● **WHAT YOU NEED TO DO**: Every line below that carries the word "lines" needs to be copied.
━━━━━━━━━━━━━━━━━━━━━━━━━━━━━━
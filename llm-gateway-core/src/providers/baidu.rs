//! Baidu Wenxin (ERNIE) adapter. Requests authenticate with a short-lived
//! OAuth access token passed as a query parameter; the adapter refreshes the
//! token through a single-flight mutex once its cached expiry, minus a
//! five-minute safety margin, has passed. Model names map to fixed sub-paths
//! under the chat endpoint.

use crate::error::{ClassifiedError, ErrorCategory};
use crate::models::{
    ChatRequest, ChatResponse, Choice, FinishReason, Message, ProbeResult, RateLimitSnapshot,
    Role, Usage,
};
use crate::providers::http_client::{AuthStrategy, HttpProviderClient};
use crate::providers::openai::estimated_usage;
use crate::providers::sse::{data_payload, SseLineBuffer};
use crate::providers::{
    Capabilities, Provider, ProviderConfig, ProviderType, RateLimit, StreamHandler,
};
use futures::StreamExt;
use serde::{Deserialize, Serialize};
use std::collections::HashMap;
use std::time::{Duration, Instant};
use tokio_util::sync::CancellationToken;

const DEFAULT_BASE: &str = "https://aip.baidubce.com";
const TOKEN_PATH: &str = "/oauth/2.0/token";
const CHAT_PATH_PREFIX: &str = "/rpc/2.0/ai_custom/v1/wenxinworkshop/chat";

/// Refresh the access token this long before its reported expiry.
const TOKEN_REFRESH_MARGIN: Duration = Duration::from_secs(5 * 60);

const OP_CHAT: &str = "chat";
const OP_CHAT_STREAM: &str = "chat_stream";
const OP_HEALTH: &str = "health_probe";
const OP_TOKEN: &str = "token_refresh";

/// Fixed model-name to endpoint sub-path lookup.
const MODEL_ENDPOINTS: &[(&str, &str)] = &[
    ("ernie-bot", "completions"),
    ("ernie-bot-turbo", "eb-instant"),
    ("ernie-bot-4", "completions_pro"),
    ("ernie-4.0", "completions_pro"),
    ("ernie-speed", "ernie_speed"),
];

pub struct BaiduProvider {
    http: HttpProviderClient,
    config: ProviderConfig,
    client_secret: String,
    /// Held across the refresh await so concurrent callers coalesce onto a
    /// single in-flight token request.
    token: tokio::sync::Mutex<Option<AccessToken>>,
}

#[derive(Clone)]
struct AccessToken {
    value: String,
    expires_at: Instant,
}

impl AccessToken {
    fn usable(&self) -> bool {
        Instant::now() + TOKEN_REFRESH_MARGIN < self.expires_at
    }
}

#[derive(Debug, Deserialize)]
struct TokenResponse {
    #[serde(default)]
    access_token: Option<String>,
    #[serde(default)]
    expires_in: Option<u64>,
    #[serde(default)]
    error: Option<String>,
    #[serde(default)]
    error_description: Option<String>,
}

#[derive(Debug, Serialize)]
struct BaiduRequest {
    messages: Vec<BaiduMessage>,
    #[serde(skip_serializing_if = "Option::is_none")]
    system: Option<String>,
    #[serde(skip_serializing_if = "Option::is_none")]
    temperature: Option<f32>,
    #[serde(skip_serializing_if = "Option::is_none")]
    top_p: Option<f32>,
    #[serde(skip_serializing_if = "Option::is_none")]
    penalty_score: Option<f32>,
    #[serde(skip_serializing_if = "Option::is_none")]
    max_output_tokens: Option<u32>,
    #[serde(skip_serializing_if = "Option::is_none")]
    stop: Option<Vec<String>>,
    #[serde(skip_serializing_if = "Option::is_none")]
    stream: Option<bool>,
    #[serde(skip_serializing_if = "Option::is_none")]
    user_id: Option<String>,
}

#[derive(Debug, Serialize)]
struct BaiduMessage {
    role: String,
    content: String,
}

#[derive(Debug, Deserialize)]
struct BaiduResponse {
    #[serde(default)]
    id: Option<String>,
    #[serde(default)]
    result: Option<String>,
    #[serde(default)]
    is_end: Option<bool>,
    #[serde(default)]
    finish_reason: Option<String>,
    #[serde(default)]
    usage: Option<BaiduUsage>,
    #[serde(default)]
    error_code: Option<i64>,
    #[serde(default)]
    error_msg: Option<String>,
}

#[derive(Debug, Deserialize)]
struct BaiduUsage {
    prompt_tokens: u32,
    completion_tokens: u32,
    total_tokens: u32,
}

impl BaiduProvider {
    pub fn new(config: ProviderConfig) -> Result<Self, ClassifiedError> {
        let client_secret = config.extra.get("client_secret").cloned().ok_or_else(|| {
            ClassifiedError::new(
                ErrorCategory::Client,
                &config.name,
                "init",
                "baidu provider requires a client_secret extra",
            )
        })?;
        let http = HttpProviderClient::new(
            &config.name,
            config.timeout,
            config.base_url.clone(),
            DEFAULT_BASE,
            &HashMap::new(),
            AuthStrategy::None,
            config.rate_limit,
        )?;
        Ok(Self { http, config, client_secret, token: tokio::sync::Mutex::new(None) })
    }

    /// Endpoint sub-path for a model, from the fixed lookup table.
    fn endpoint_for(&self, model: &str) -> Result<String, ClassifiedError> {
        MODEL_ENDPOINTS
            .iter()
            .find(|(name, _)| *name == model)
            .map(|(_, path)| format!("{CHAT_PATH_PREFIX}/{path}"))
            .ok_or_else(|| {
                ClassifiedError::new(
                    ErrorCategory::Client,
                    &self.config.name,
                    OP_CHAT,
                    format!("model {model} has no wenxin endpoint mapping"),
                )
            })
    }

    /// Return a usable access token, refreshing it when the cached expiry
    /// minus the safety margin has passed. The mutex is held across the
    /// refresh so only one request is ever in flight.
    async fn access_token(&self, ctx: &CancellationToken) -> Result<String, ClassifiedError> {
        let mut guard = self.token.lock().await;
        if let Some(token) = guard.as_ref() {
            if token.usable() {
                return Ok(token.value.clone());
            }
        }

        tracing::debug!(provider = %self.config.name, "refreshing wenxin access token");
        let query = [
            ("grant_type", "client_credentials".to_string()),
            ("client_id", self.config.api_key.clone()),
            ("client_secret", self.client_secret.clone()),
        ];
        let response: TokenResponse = self
            .http
            .post_json(ctx, OP_TOKEN, TOKEN_PATH, &query, &serde_json::json!({}))
            .await?;

        if let Some(error) = response.error {
            let detail = response.error_description.unwrap_or_default();
            return Err(ClassifiedError::new(
                ErrorCategory::Auth,
                &self.config.name,
                OP_TOKEN,
                format!("token refresh rejected: {error} {detail}"),
            ));
        }
        let (value, expires_in) = match (response.access_token, response.expires_in) {
            (Some(value), Some(expires_in)) => (value, expires_in),
            _ => {
                return Err(ClassifiedError::new(
                    ErrorCategory::Auth,
                    &self.config.name,
                    OP_TOKEN,
                    "token response missing access_token",
                ))
            }
        };
        let token = AccessToken {
            value: value.clone(),
            expires_at: Instant::now() + Duration::from_secs(expires_in),
        };
        *guard = Some(token);
        Ok(value)
    }

    fn to_wire(&self, request: &ChatRequest, stream: bool) -> BaiduRequest {
        let mut system_parts = Vec::new();
        let mut messages = Vec::new();
        for message in &request.messages {
            match message.role {
                Role::System => {
                    if !message.content.is_empty() {
                        system_parts.push(message.content.clone());
                    }
                }
                Role::User => messages.push(BaiduMessage {
                    role: "user".to_string(),
                    content: message.content.clone(),
                }),
                Role::Assistant => messages.push(BaiduMessage {
                    role: "assistant".to_string(),
                    content: message.content.clone(),
                }),
                Role::Tool => {}
            }
        }

        BaiduRequest {
            messages,
            system: if system_parts.is_empty() {
                None
            } else {
                Some(system_parts.join("\n"))
            },
            temperature: request.temperature,
            top_p: request.top_p,
            penalty_score: request.presence_penalty,
            max_output_tokens: request.max_tokens,
            stop: request.stop.as_ref().map(|s| s.to_vec()),
            stream: stream.then_some(true),
            user_id: request.user.clone(),
        }
    }

    fn check_platform_error(
        &self,
        operation: &str,
        response: &BaiduResponse,
    ) -> Result<(), ClassifiedError> {
        if let Some(code) = response.error_code {
            let message = response
                .error_msg
                .clone()
                .unwrap_or_else(|| format!("wenxin error code {code}"));
            return Err(ClassifiedError::from_platform_code(
                code,
                &self.config.name,
                operation,
                message,
            ));
        }
        Ok(())
    }

    fn convert_response(&self, request: &ChatRequest, response: BaiduResponse) -> ChatResponse {
        let content = response.result.unwrap_or_default();
        let finish_reason = match response.finish_reason.as_deref() {
            Some("normal") | None => Some(FinishReason::Stop),
            Some("length") => Some(FinishReason::Length),
            Some("content_filter") => Some(FinishReason::ContentFilter),
            Some(_) => Some(FinishReason::Stop),
        };
        let choices = vec![Choice { index: 0, message: Message::assistant(content), finish_reason }];

        let usage = match response.usage {
            Some(u) => Usage {
                prompt_tokens: u.prompt_tokens,
                completion_tokens: u.completion_tokens,
                total_tokens: u.total_tokens,
            },
            None => estimated_usage(request, &choices, self.provider_type()),
        };

        ChatResponse {
            id: response
                .id
                .unwrap_or_else(|| uuid::Uuid::new_v4().to_string()),
            model: request.model.clone(),
            provider: self.config.name.clone(),
            created: chrono::Utc::now().timestamp() as u64,
            choices,
            usage,
            latency_ms: 0,
        }
    }
}

#[async_trait::async_trait]
impl Provider for BaiduProvider {
    fn name(&self) -> &str {
        &self.config.name
    }

    fn provider_type(&self) -> ProviderType {
        ProviderType::Baidu
    }

    fn capabilities(&self) -> Capabilities {
        Capabilities { streaming: true, reports_usage: true, rate_limit_headers: false }
    }

    fn weight(&self) -> u32 {
        self.config.weight
    }

    fn supported_models(&self) -> Vec<String> {
        if self.config.models.is_empty() {
            MODEL_ENDPOINTS.iter().map(|(name, _)| name.to_string()).collect()
        } else {
            self.config.models.clone()
        }
    }

    fn rate_limit_config(&self) -> Option<RateLimit> {
        self.config.rate_limit
    }

    async fn invoke(
        &self,
        ctx: &CancellationToken,
        request: ChatRequest,
    ) -> Result<ChatResponse, ClassifiedError> {
        let path = self.endpoint_for(&request.model)?;
        let token = self.access_token(ctx).await?;
        let wire = self.to_wire(&request, false);
        let response: BaiduResponse = self
            .http
            .post_json(ctx, OP_CHAT, &path, &[("access_token", token)], &wire)
            .await?;
        self.check_platform_error(OP_CHAT, &response)?;
        Ok(self.convert_response(&request, response))
    }

    async fn invoke_stream(
        &self,
        ctx: &CancellationToken,
        request: ChatRequest,
        emit: StreamHandler<'_>,
    ) -> Result<(), ClassifiedError> {
        let path = self.endpoint_for(&request.model)?;
        let token = self.access_token(ctx).await?;
        let wire = self.to_wire(&request, true);
        let resp = self
            .http
            .post_raw(ctx, OP_CHAT_STREAM, &path, &[("access_token", token)], &wire)
            .await?;
        if !resp.status().is_success() {
            return Err(self.http.classify_response(OP_CHAT_STREAM, resp).await);
        }

        let mut body = resp.bytes_stream();
        let mut lines = SseLineBuffer::new();
        loop {
            let next = tokio::select! {
                _ = ctx.cancelled() => {
                    return Err(ClassifiedError::cancelled(self.name(), OP_CHAT_STREAM));
                }
                next = body.next() => next,
            };
            let Some(chunk) = next else { break };
            let chunk = chunk
                .map_err(|e| ClassifiedError::from_transport(e, self.name(), OP_CHAT_STREAM))?;
            lines.push(&chunk);

            while let Some(line) = lines.next_line() {
                let Some(payload) = data_payload(&line) else { continue };
                let parsed: BaiduResponse = serde_json::from_str(payload)
                    .map_err(|e| ClassifiedError::invalid_response(self.name(), OP_CHAT_STREAM, e))?;
                self.check_platform_error(OP_CHAT_STREAM, &parsed)?;
                if let Some(result) = parsed.result {
                    if !result.is_empty() {
                        emit(&result, false);
                    }
                }
                if parsed.is_end == Some(true) {
                    emit("", true);
                    return Ok(());
                }
            }
        }
        emit("", true);
        Ok(())
    }

    async fn health_probe(&self, ctx: &CancellationToken) -> ProbeResult {
        let endpoint = format!("{}{}", self.http.base_url(), TOKEN_PATH);
        let start = Instant::now();
        // A token round trip exercises auth and reachability without
        // consuming model quota.
        match self.access_token(ctx).await {
            Ok(_) => ProbeResult::ok(start.elapsed(), endpoint),
            Err(e) => ProbeResult::failed(start.elapsed(), endpoint, e.to_string()),
        }
    }

    fn rate_limit_snapshot(&self) -> RateLimitSnapshot {
        self.http.rate_limit_snapshot()
    }
}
━━━━━━━━━━━━━━━━━━━━━━━━━━━━━━
● **EXERCISE OUTPUT**:
        let mut lines = SseLineBuffer::new();
            lines.push(&chunk);
            while let Some(line) = lines.next_line() {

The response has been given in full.